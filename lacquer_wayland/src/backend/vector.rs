// Copyright 2026 the Lacquer Authors
// SPDX-License-Identifier: Apache-2.0 OR MIT

//! A `tiny-skia` canvas presented through a shared buffer.
//!
//! The canvas is premultiplied RGBA; the shared buffer is premultiplied
//! ARGB in little-endian byte order, so presenting swaps red and blue.

use lacquer_core::buffer::{self, BufferLayout, BufferSlot};
use lacquer_core::error::{Error, ErrorKind};
use lacquer_core::geometry::Extent;
use tiny_skia::Pixmap;

use super::{BackendCtx, buffer_layout, raw};
use crate::shm::SharedBuffer;

pub(crate) struct Canvas {
    slot: BufferSlot<SharedBuffer>,
    pixmap: Pixmap,
}

impl Canvas {
    pub(super) fn new(ctx: &BackendCtx<'_>, extent: Extent) -> Result<Self, Error> {
        let slot = raw::create(ctx, extent)?;
        let pixmap = pixmap_for(buffer_layout(extent))?;
        Ok(Self { slot, pixmap })
    }

    pub(super) fn layout(&self) -> Option<BufferLayout> {
        self.slot.layout()
    }

    pub(super) fn resize(&mut self, ctx: &BackendCtx<'_>, extent: Extent) -> Result<(), Error> {
        let layout = buffer_layout(extent);
        if (self.pixmap.width(), self.pixmap.height()) != (layout.width, layout.height) {
            self.pixmap = pixmap_for(layout)?;
        }
        raw::resize(ctx, &mut self.slot, extent).map(drop)
    }

    pub(super) fn pixmap_mut(&mut self) -> &mut Pixmap {
        &mut self.pixmap
    }

    /// The shared buffer as last presented.
    pub(super) fn buffer(&self) -> Option<&SharedBuffer> {
        self.slot.get()
    }

    /// Copies the canvas into the shared buffer.
    pub(super) fn flush(&mut self) -> Option<&SharedBuffer> {
        let buffer = self.slot.get_mut()?;
        if buffer.data().len() != self.pixmap.data().len() {
            tracing::debug!("canvas and buffer sizes disagree, skipping present");
            return None;
        }
        buffer::swap_red_blue(self.pixmap.data(), buffer.data_mut());
        Some(buffer)
    }
}

fn pixmap_for(layout: BufferLayout) -> Result<Pixmap, Error> {
    Pixmap::new(layout.width, layout.height).ok_or_else(|| {
        tracing::warn!(?layout, "canvas allocation failed");
        Error::from(ErrorKind::BUFFER_ALLOCATION)
    })
}

#[cfg(test)]
mod tests {
    use super::pixmap_for;
    use crate::backend::buffer_layout;
    use lacquer_core::buffer::swap_red_blue;
    use lacquer_core::geometry::Extent;
    use tiny_skia::Color;

    #[test]
    fn canvas_matches_buffer_byte_length() {
        let layout = buffer_layout(Extent {
            width: 37,
            height: 5,
        });
        let pixmap = pixmap_for(layout).unwrap();
        assert_eq!(pixmap.data().len() as u64, layout.byte_len());
    }

    #[test]
    fn presented_pixels_are_in_argb_byte_order() {
        let mut pixmap = pixmap_for(buffer_layout(Extent {
            width: 1,
            height: 1,
        }))
        .unwrap();
        pixmap.fill(Color::from_rgba8(255, 0, 0, 255));
        let mut out = [0_u8; 4];
        swap_red_blue(pixmap.data(), &mut out);
        // Little-endian ARGB stores blue, green, red, alpha.
        assert_eq!(out, [0, 0, 255, 255]);
    }
}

────

Each line of the listing that contains the word "BufferSlot" must be copied.

use lacquer_core::buffer::{self, BufferLayout, BufferSlot};
    slot: BufferSlot<SharedBuffer>,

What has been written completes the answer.